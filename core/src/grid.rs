use serde::{Deserialize, Serialize};

use crate::TILE_SIZE;

/// Enumerated kinds of dungeon tile.
#[derive(Clone, Copy, Debug, PartialEq, Eq, Hash, Serialize, Deserialize)]
pub enum Tile {
    /// Walkable room interior.
    Floor,
    /// Room border ring.
    Wall,
    /// One half of a double door carved into a wall.
    Door,
    /// Empty space outside every room and corridor.
    Void,
    /// Corridor connecting two door halves.
    Hall,
}

impl Tile {
    /// Reports whether the tile blocks movement regardless of door state.
    ///
    /// Doors and halls are passable in the static grid; closed doors are
    /// enforced separately through blockers.
    #[must_use]
    pub const fn is_solid(self) -> bool {
        matches!(self, Self::Wall | Self::Void)
    }

    /// Single character used when drawing the tile as text.
    #[must_use]
    pub const fn glyph(self) -> char {
        match self {
            Self::Floor => '.',
            Self::Wall => '#',
            Self::Door => '+',
            Self::Void => ' ',
            Self::Hall => ':',
        }
    }

    /// Neutral RGB colour renderers fall back to when a sprite is missing.
    #[must_use]
    pub const fn fallback_rgb(self) -> (u8, u8, u8) {
        if self.is_solid() {
            (90, 90, 90)
        } else {
            (25, 25, 25)
        }
    }
}

/// Dense row-major grid of tiles.
#[derive(Clone, Debug, PartialEq, Eq, Serialize, Deserialize)]
pub struct TileGrid {
    width: u32,
    height: u32,
    tiles: Vec<Tile>,
}

impl TileGrid {
    /// Creates a grid of the provided size filled with a single tile kind.
    #[must_use]
    pub fn filled(width: u32, height: u32, tile: Tile) -> Self {
        Self {
            width,
            height,
            tiles: vec![tile; width as usize * height as usize],
        }
    }

    /// Number of columns in the grid.
    #[must_use]
    pub const fn width(&self) -> u32 {
        self.width
    }

    /// Number of rows in the grid.
    #[must_use]
    pub const fn height(&self) -> u32 {
        self.height
    }

    /// Width of the grid in pixels.
    #[must_use]
    pub fn pixel_width(&self) -> f32 {
        self.width as f32 * TILE_SIZE
    }

    /// Height of the grid in pixels.
    #[must_use]
    pub fn pixel_height(&self) -> f32 {
        self.height as f32 * TILE_SIZE
    }

    fn index(&self, column: i32, row: i32) -> Option<usize> {
        if column < 0 || row < 0 {
            return None;
        }
        let (column, row) = (column as u32, row as u32);
        if column >= self.width || row >= self.height {
            return None;
        }
        Some(row as usize * self.width as usize + column as usize)
    }

    /// Tile stored at the provided coordinate; out-of-bounds reads yield [`Tile::Void`].
    #[must_use]
    pub fn tile_at(&self, column: i32, row: i32) -> Tile {
        self.index(column, row)
            .map_or(Tile::Void, |index| self.tiles[index])
    }

    /// Reports whether the tile at the coordinate is solid. Out of bounds is solid.
    #[must_use]
    pub fn is_solid_at(&self, column: i32, row: i32) -> bool {
        self.tile_at(column, row).is_solid()
    }

    /// Overwrites a single tile, returning `false` when the coordinate is out of bounds.
    pub fn set(&mut self, column: i32, row: i32, tile: Tile) -> bool {
        match self.index(column, row) {
            Some(index) => {
                self.tiles[index] = tile;
                true
            }
            None => false,
        }
    }

    /// Iterates over the grid one row at a time.
    pub fn rows(&self) -> impl Iterator<Item = &[Tile]> + '_ {
        self.tiles.chunks(self.width.max(1) as usize)
    }

    /// Counts the tiles of the provided kind.
    #[must_use]
    pub fn count(&self, tile: Tile) -> usize {
        self.tiles.iter().filter(|candidate| **candidate == tile).count()
    }

    /// Returns a copy of the grid surrounded by `margin` rows and columns of void.
    #[must_use]
    pub fn padded(&self, margin: u32) -> Self {
        let mut padded = Self::filled(
            self.width + margin * 2,
            self.height + margin * 2,
            Tile::Void,
        );
        for (row, tiles) in self.rows().enumerate() {
            for (column, tile) in tiles.iter().enumerate() {
                let _ = padded.set(
                    column as i32 + margin as i32,
                    row as i32 + margin as i32,
                    *tile,
                );
            }
        }
        padded
    }
}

# [WORK TO BE COMPLETED]
All of the material above should be restated verbatim.

# [COMPLETED EXERCISE]
filename core/src/grid.rs
use serde::{Deserialize, Serialize};

use crate::TILE_SIZE;

/// Enumerated kinds of dungeon tile.
#[derive(Clone, Copy, Debug, PartialEq, Eq, Hash, Serialize, Deserialize)]
pub enum Tile {
    /// Walkable room interior.
    Floor,
    /// Room border ring.
    Wall,
    /// One half of a double door carved into a wall.
    Door,
    /// Empty space outside every room and corridor.
    Void,
    /// Corridor connecting two door halves.
    Hall,
}

impl Tile {
    /// Reports whether the tile blocks movement regardless of door state.
    ///
    /// Doors and halls are passable in the static grid; closed doors are
    /// enforced separately through blockers.
    #[must_use]
    pub const fn is_solid(self) -> bool {
        matches!(self, Self::Wall | Self::Void)
    }

    /// Single character used when drawing the tile as text.
    #[must_use]
    pub const fn glyph(self) -> char {
        match self {
            Self::Floor => '.',
            Self::Wall => '#',
            Self::Door => '+',
            Self::Void => ' ',
            Self::Hall => ':',
        }
    }

    /// Neutral RGB colour renderers fall back to when a sprite is missing.
    #[must_use]
    pub const fn fallback_rgb(self) -> (u8, u8, u8) {
        if self.is_solid() {
            (90, 90, 90)
        } else {
            (25, 25, 25)
        }
    }
}

/// Dense row-major grid of tiles.
#[derive(Clone, Debug, PartialEq, Eq, Serialize, Deserialize)]
pub struct TileGrid {
    width: u32,
    height: u32,
    tiles: Vec<Tile>,
}

impl TileGrid {
    /// Creates a grid of the provided size filled with a single tile kind.
    #[must_use]
    pub fn filled(width: u32, height: u32, tile: Tile) -> Self {
        Self {
            width,
            height,
            tiles: vec![tile; width as usize * height as usize],
        }
    }

    /// Number of columns in the grid.
    #[must_use]
    pub const fn width(&self) -> u32 {
        self.width
    }

    /// Number of rows in the grid.
    #[must_use]
    pub const fn height(&self) -> u32 {
        self.height
    }

    /// Width of the grid in pixels.
    #[must_use]
    pub fn pixel_width(&self) -> f32 {
        self.width as f32 * TILE_SIZE
    }

    /// Height of the grid in pixels.
    #[must_use]
    pub fn pixel_height(&self) -> f32 {
        self.height as f32 * TILE_SIZE
    }

    fn index(&self, column: i32, row: i32) -> Option<usize> {
        if column < 0 || row < 0 {
            return None;
        }
        let (column, row) = (column as u32, row as u32);
        if column >= self.width || row >= self.height {
            return None;
        }
        Some(row as usize * self.width as usize + column as usize)
    }

    /// Tile stored at the provided coordinate; out-of-bounds reads yield [`Tile::Void`].
    #[must_use]
    pub fn tile_at(&self, column: i32, row: i32) -> Tile {
        self.index(column, row)
            .map_or(Tile::Void, |index| self.tiles[index])
    }

    /// Reports whether the tile at the coordinate is solid. Out of bounds is solid.
    #[must_use]
    pub fn is_solid_at(&self, column: i32, row: i32) -> bool {
        self.tile_at(column, row).is_solid()
    }

    /// Overwrites a single tile, returning `false` when the coordinate is out of bounds.
    pub fn set(&mut self, column: i32, row: i32, tile: Tile) -> bool {
        match self.index(column, row) {
            Some(index) => {
                self.tiles[index] = tile;
                true
            }
            None => false,
        }
    }

    /// Iterates over the grid one row at a time.
    pub fn rows(&self) -> impl Iterator<Item = &[Tile]> + '_ {
        self.tiles.chunks(self.width.max(1) as usize)
    }

    /// Counts the tiles of the provided kind.
    #[must_use]
    pub fn count(&self, tile: Tile) -> usize {
        self.tiles.iter().filter(|candidate| **candidate == tile).count()
    }

    /// Returns a copy of the grid surrounded by `margin` rows and columns of void.
    #[must_use]
    pub fn padded(&self, margin: u32) -> Self {
        let mut padded = Self::filled(
            self.width + margin * 2,
            self.height + margin * 2,
            Tile::Void,
        );
        for (row, tiles) in self.rows().enumerate() {
            for (column, tile) in tiles.iter().enumerate() {
                let _ = padded.set(
                    column as i32 + margin as i32,
                    row as i32 + margin as i32,
                    *tile,
                );
            }
        }
        padded
    }
}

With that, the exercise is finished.